Rechtsanwältin Anja Merkel, LL.M.


Zusammenfassung: Es gibt eine Ausgleichspflicht für Ausstattungen unter gesetzlichen Erben und bei gewillter Erbfolge, wenn der Erblasser seine Abkömmlinge auf das eingesetzt hat, was sie als gesetzliche Erben erhalten würden,vgl. § 2050 BGB. Ausstattungen sind Leistungen, die der Erhaltung oder Begründung...

Situation:
Meine Frau hat einen Bruder. Weitere Geschwister sind nicht vorhanden.
Dieser hat, so wurde jetzt bekannt, von den gemeinsamen Eltern im letzten Jahr
€ 100.000,-- für den Kauf eines Hauses als "Voraberbe" bekommen.
2005 hat er auch schon € 100.000,-- für den Kauf eines Bootes erhalten.
Dieses wurde meiner Frau und mir jetzt so nebenher mündlich mitgeteilt.
Ob es irgendwelche Verträge, Testamente, o.ä. darüber gibt wissen wir nicht.
Schon früher finanzierten die Eltern das Studium des Bruders und lösten das Bafög i.H.v. € 7.500,-- ab usw.
Nun meine/unsere Frage:
Stehen uns jetzt auch irgendwelche Summen zu?
Sollten wir Schriftstücke/Verträge einfordern, die die Zahlungen belegen?
Könnten unsere Forderung verjähren, sind evtl. schon verjährt?
Ganz allgemein, wie sollten wir uns jetzt am besten verhalten?


Sehr geehrter Ratsuchender,

vielen Dank für Ihre Anfrage.

Ihre Fragen beantworte ich hinsichtlich Ihrer Angaben folgendermaßen:

1.Stehen uns jetzt auch irgendwelche Summen zu?

Nein. Aud die Auszahlung des vorzeitigen Erbes oder eine Schenkung haben Sie keinen Rechtsanspruch, da dies ausschließlich auf freiwilliger Basis
erfolgt.

2. Sollten wir Schriftstücke/Verträge einfordern, die die Zahlungen belegen?

Dies können Sie tun, um die Zahlungen später im Bestreitensfalle belegen zu können.

3. Könnten unsere Forderung verjähren, sind evtl. schon verjährt?

Zunächst einmal besitzen keine Forderung gegenüber dem Bruder oder den Eltern.
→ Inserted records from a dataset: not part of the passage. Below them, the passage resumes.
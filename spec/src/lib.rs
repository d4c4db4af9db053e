//! Ontology-side value types for relcheck.
//!
//! The `relcheck-ontology` crate provides what the verification engine needs
//! to talk to an external reasoner: a handle on the schema document, the
//! identifier normalization that defines cache identity, and throwaway
//! scratch ontologies serialized as N-Triples or Turtle.
//!
//! # Entry Point
//!
//! ```
//! use relcheck_ontology::{IndividualNamer, Schema, ScratchOntology};
//! use relcheck_ontology::serializer::ntriples::to_ntriples;
//!
//! let schema = Schema {
//!     path: "family.owl".into(),
//!     base_iri: "http://example.org/family#".to_string(),
//!     size_bytes: 4096,
//! };
//! let namer = IndividualNamer::new();
//! let scratch = ScratchOntology::relation(&schema, &namer, "Person", "hasParent", "Person");
//! let nt = to_ntriples(&scratch);
//! assert!(nt.contains("hasParent"));
//! ```
//!
//! # Identity
//!
//! ```
//! assert_eq!(relcheck_ontology::names::normalize_individual("onto.person12"), "person");
//! ```

#![deny(
    clippy::unwrap_used,
    clippy::expect_used,
    clippy::panic,
    missing_docs,
    clippy::missing_errors_doc
)]

pub mod model;
pub mod names;
pub mod scratch;
pub mod serializer;

pub use model::{Individual, IndividualValue, Schema};
pub use scratch::{IndividualNamer, ScratchOntology};
pub use serializer::ScratchFormat;
#![cfg(unix)]

mod common;

use std::sync::Barrier;

use common::{relation, Harness};
use relcheck_engine::{EngineError, Submission};

#[test]
fn shutdown_racing_a_submission_leaves_nothing_running() {
    let harness = Harness::new("exit 0");
    for round in 0..100 {
        let engine = harness.start();
        let barrier = Barrier::new(2);
        let submitted = std::thread::scope(|scope| {
            let submitter = scope.spawn(|| {
                barrier.wait();
                engine.submit(relation("onto.person1", "Person", "onto.person2", "Person", round))
            });
            barrier.wait();
            let report = engine.shutdown().unwrap();
            assert!(report.is_clean());
            submitter.join().unwrap()
        });

        match submitted {
            Ok(Submission::Scheduled { .. }) => {
                assert_eq!(engine.stats().reasoner_invocations, 1, "round {round}");
            }
            Err(EngineError::ShutDown) => {
                assert_eq!(engine.stats().reasoner_invocations, 0, "round {round}");
            }
            other => panic!("round {round}: unexpected submission {other:?}"),
        }
        let stats = engine.stats();
        assert_eq!(stats.outstanding, 0, "round {round}");
        assert_eq!(stats.running, 0, "round {round}");
    }
}

#[test]
fn shutdown_waits_for_queued_work() {
    let mut harness = Harness::new("sleep 0.2");
    harness.config.capacity = Some(1);
    let engine = harness.start();
    for (line, subject) in [(1, "onto.alpha"), (2, "onto.beta"), (3, "onto.gamma")] {
        engine
            .submit(relation(subject, "Person", "onto.person1", "Person", line))
            .unwrap();
    }
    assert_eq!(engine.stats().queued, 2);
    let report = engine.shutdown().unwrap();
    assert!(report.is_clean());
    let stats = engine.stats();
    assert_eq!(stats.reasoner_invocations, 3);
    assert_eq!(stats.outstanding, 0);
}
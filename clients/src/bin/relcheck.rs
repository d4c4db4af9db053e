//! `relcheck`: verifies a batch of relation and constraint checks against an ontology.
//!
//! Reads one JSON request per line (blank lines and `#` comments are skipped),
//! submits each to the verification engine, waits for every reasoner to
//! finish and prints the violation report.
//!
//! **Usage:**
//! ```
//! relcheck --config relcheck.toml [--requests requests.jsonl] [--fail-quit] [--defer-reporting]
//! ```
//!
//! Exits non-zero if any check was found inconsistent.

#![deny(
    clippy::unwrap_used,
    clippy::expect_used,
    clippy::panic,
    missing_docs,
    clippy::missing_errors_doc
)]

use std::fs::File;
use std::io::{self, BufRead, BufReader};
use std::path::PathBuf;
use std::process;

use anyhow::{Context, Result};
use clap::{Parser, ValueEnum};
use relcheck_engine::{
    run_guarded, EngineConfig, EngineError, VerificationEngine, VerificationRequest,
};
use tracing_subscriber::{layer::SubscriberExt, util::SubscriberInitExt, EnvFilter};

#[derive(Clone, Copy, ValueEnum)]
enum LogFormat {
    /// Human-readable lines.
    Text,
    /// One JSON object per event.
    Json,
}

/// Run verification requests through an external ontology reasoner.
#[derive(Parser)]
#[command(
    name = "relcheck",
    about = "Check relations and data values against an ontology with an external reasoner"
)]
struct Args {
    /// Engine configuration file (TOML).
    #[arg(long, default_value = "relcheck.toml")]
    config: PathBuf,

    /// JSON-lines request file; `-` reads stdin.
    #[arg(long, default_value = "-")]
    requests: String,

    /// Tear the run down on the first violation.
    #[arg(long)]
    fail_quit: bool,

    /// Report every violation at the end instead of as it is found.
    #[arg(long)]
    defer_reporting: bool,

    /// Override the number of concurrently running reasoners.
    #[arg(long)]
    capacity: Option<usize>,

    /// Print the final report as JSON on stdout.
    #[arg(long)]
    json: bool,

    /// Log output format (logs go to stderr; filter with RUST_LOG).
    #[arg(long, value_enum, default_value = "text")]
    log_format: LogFormat,
}

fn init_tracing(format: LogFormat) {
    let filter = EnvFilter::try_from_default_env().unwrap_or_else(|_| EnvFilter::new("info"));
    match format {
        LogFormat::Json => tracing_subscriber::registry()
            .with(filter)
            .with(tracing_subscriber::fmt::layer().json().with_writer(io::stderr))
            .init(),
        LogFormat::Text => tracing_subscriber::registry()
            .with(filter)
            .with(tracing_subscriber::fmt::layer().with_writer(io::stderr))
            .init(),
    }
}

fn load_config(args: &Args) -> Result<EngineConfig> {
    let mut config = EngineConfig::from_file(&args.config)
        .with_context(|| format!("loading {}", args.config.display()))?
        .with_env_overrides()
        .context("applying RELCHECK_* overrides")?;
    config.fail_quit |= args.fail_quit;
    config.defer_reporting |= args.defer_reporting;
    if args.capacity.is_some() {
        config.capacity = args.capacity;
    }
    Ok(config)
}

fn open_requests(source: &str) -> Result<Box<dyn BufRead>> {
    if source == "-" {
        return Ok(Box::new(BufReader::new(io::stdin())));
    }
    let file = File::open(source).with_context(|| format!("opening {source}"))?;
    Ok(Box::new(BufReader::new(file)))
}

/// Submits every request; returns how many were accepted.
fn submit_all(engine: &VerificationEngine, input: Box<dyn BufRead>, source: &str) -> Result<usize> {
    let mut accepted = 0;
    for (index, line) in input.lines().enumerate() {
        let line = line.with_context(|| format!("reading {source}"))?;
        let line = line.trim();
        if line.is_empty() || line.starts_with('#') {
            continue;
        }
        let request: VerificationRequest = serde_json::from_str(line)
            .with_context(|| format!("{source}:{}: malformed request", index + 1))?;
        match engine.submit(request) {
            Ok(_) => accepted += 1,
            Err(EngineError::Halted) => {
                tracing::warn!(line = index + 1, "run halted; remaining requests skipped");
                break;
            }
            Err(e @ (EngineError::Spawn { .. } | EngineError::InvalidRequest(_))) => {
                tracing::error!(line = index + 1, error = %e, "request could not be verified");
            }
            Err(e) => return Err(e).with_context(|| format!("{source}:{}", index + 1)),
        }
    }
    Ok(accepted)
}

fn main() -> Result<()> {
    let args = Args::parse();
    init_tracing(args.log_format);

    let config = load_config(&args)?;
    let engine = VerificationEngine::init(config).context("starting verification engine")?;

    let (accepted, report) = run_guarded(&engine, || -> Result<_> {
        let input = open_requests(&args.requests)?;
        let accepted = submit_all(&engine, input, &args.requests)?;
        let report = engine.shutdown().context("finishing verification run")?;
        Ok((accepted, report))
    })?;
    let stats = engine.stats();

    if args.json {
        println!("{}", report.to_json()?);
    } else {
        println!(
            "Summary: {} request(s), {} distinct check(s), {} reasoner run(s), {} violation(s), {} timeout(s)",
            accepted,
            stats.cache_entries,
            stats.reasoner_invocations,
            report.violations,
            report.timeouts
        );
    }

    if !report.is_clean() {
        eprintln!("relcheck FAILED: {} inconsistent check(s).", report.violations);
        process::exit(1);
    }
    Ok(())
}
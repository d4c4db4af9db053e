//! Turtle 1.1 serializer for scratch ontologies.

use crate::model::IndividualValue;
use crate::scratch::ScratchOntology;

use super::ntriples::escape;

/// Serializes a scratch ontology to a Turtle string.
#[must_use]
pub fn to_turtle(scratch: &ScratchOntology) -> String {
    let mut out = String::with_capacity(512);

    out.push_str("@prefix owl:  <http://www.w3.org/2002/07/owl#> .\n");
    out.push_str("@prefix rdf:  <http://www.w3.org/1999/02/22-rdf-syntax-ns#> .\n");
    out.push_str("@prefix xsd:  <http://www.w3.org/2001/XMLSchema#> .\n");
    out.push('\n');

    out.push_str(&format!(
        "<{}>\n  a owl:Ontology ;\n  owl:imports <{}> .\n\n",
        scratch.iri, scratch.imports
    ));

    for ind in &scratch.individuals {
        let assertions: String = ind
            .properties
            .iter()
            .map(|(prop, value)| format!(" ;\n  <{}> {}", prop, turtle_object(value)))
            .collect();
        out.push_str(&format!(
            "<{}>\n  a owl:NamedIndividual, <{}>{} .\n\n",
            ind.id, ind.type_, assertions
        ));
    }

    out
}

fn turtle_object(value: &IndividualValue) -> String {
    match value {
        IndividualValue::IriRef(target) => format!("<{}>", target),
        IndividualValue::Str(s) => format!("\"{}\"", escape(s)),
        IndividualValue::Int(i) => format!("\"{}\"^^xsd:integer", i),
        IndividualValue::Float(_) => format!("\"{}\"^^xsd:double", value.lexical_form()),
        IndividualValue::Bool(b) => format!("\"{}\"^^xsd:boolean", b),
    }
}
Insofern kann "Ihre Forderung" auch nicht verjähren.
Da die Zahlungen an den Bruder möglicherweise Ihre Erbe schmälern, können nur Anrechnungfristen eine Rolle spielen.

Eine solche Anrechnungsfrist bei einer zu Lebzeiten vorgenommenen Schenkung gibt es zunächst für den Pflichtteilsberechtigten im Rahmen des Pflichtteilsergänzungsanspruches.
Danach werden Schenkungen zu Lebzeiten bis zu 10 Jahren vor dem Erbfall, dem Nachlass zur Berechnung des Pflcihtteils zugeschlagen, allerdings in Form der
Abschmelzung, d.h. pro zurückliegenden Jahr ein Zehntel weniger.
Die würde in Ihrem Fall aber nur dann zutreffen, wenn Ihre Frau als Nachkomme per Gesetz enterbt würde und damit einen Anspruch auf den gesetzlichen Pflichtteil hätte.
Dann würde die Geldschenkung für das Boot bei einem Erbfall 2015 noch mit 10% angerechnet werden.
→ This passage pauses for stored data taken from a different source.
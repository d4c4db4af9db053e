//! Serializers for scratch ontologies.
//!
//! Two serialization formats are supported:
//! - **N-Triples** ([`ntriples`]): the default reasoner input
//! - **Turtle** ([`turtle`]): for reasoners that prefer prefixed documents

pub mod ntriples;
pub mod turtle;

use crate::scratch::ScratchOntology;

/// Document format written to a worker's scratch file.
#[derive(Debug, Clone, Copy, Default, PartialEq, Eq)]
#[cfg_attr(feature = "serde", derive(serde::Serialize, serde::Deserialize))]
#[cfg_attr(feature = "serde", serde(rename_all = "snake_case"))]
pub enum ScratchFormat {
    /// N-Triples, `.nt`.
    #[default]
    Ntriples,
    /// Turtle, `.ttl`.
    Turtle,
}

impl ScratchFormat {
    /// File extension for scratch files in this format.
    #[must_use]
    pub fn extension(self) -> &'static str {
        match self {
            ScratchFormat::Ntriples => "nt",
            ScratchFormat::Turtle => "ttl",
        }
    }

    /// Serializes `scratch` in this format.
    #[must_use]
    pub fn render(self, scratch: &ScratchOntology) -> String {
        match self {
            ScratchFormat::Ntriples => ntriples::to_ntriples(scratch),
            ScratchFormat::Turtle => turtle::to_turtle(scratch),
        }
    }
}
Die Ausgleichspflicht unter Erben nach § 2050 BGB unterliegt der regelmäßigen Verjährung von Jahren. Die Verjährungsfrist beginnt mit dem ERbfall.

Exkurs zur Ausgleichspflicht:

Es gibt jedoch ebenfalls eine Ausgleichspflicht für Ausstattungen unter gesetzlichen Erben, vgl. § 2050 BGB und bei gewillter Erbfolge, wenn der Erblasser seine Abkömmlinge auf das eingesetzt hat,
was sie als gesetzliche Erben erhalten würden, vgl. § 2052 BGB. Ausstattungen sind solche Leistungen, die der Erblasser seinem Abkömmling im Hinblick auf dessen Heirat oder zur Begründung
beziehungsweise Erhaltung einer selbständigen Lebensstellung zuwendet, vgl. § 1624 BGB. Die Zahlung der 100.000 Euro für das Haus wird als Ausstattung zum Ausgleich zu bringen sein. Die Zahlung für das Boot
nur dann, wenn es für dem Erwerbseinkommen den Bruders dient. Ansonsten ist es eine Schenkung und nicht im Rahmen der gesetzlichen Ausgleichspflicht gem. § 2050 Abs. 1 BGB zu berücksichtigen.
Eine Anrechnung der Bootszahlung können die Eltern allerdings im Testament anordnen.

Die Rückzahlung des Bafögs durch die Eltern ist ebenfalls nicht gesetzlich ausgleichspflichtig, da Zuschüsse zur Berufsausbildung nicht ausgleichspflichtig sind, vgl. § 2050 Abs.2 BGB.


4. Ganz allgemein, wie sollten wir uns jetzt am besten verhalten?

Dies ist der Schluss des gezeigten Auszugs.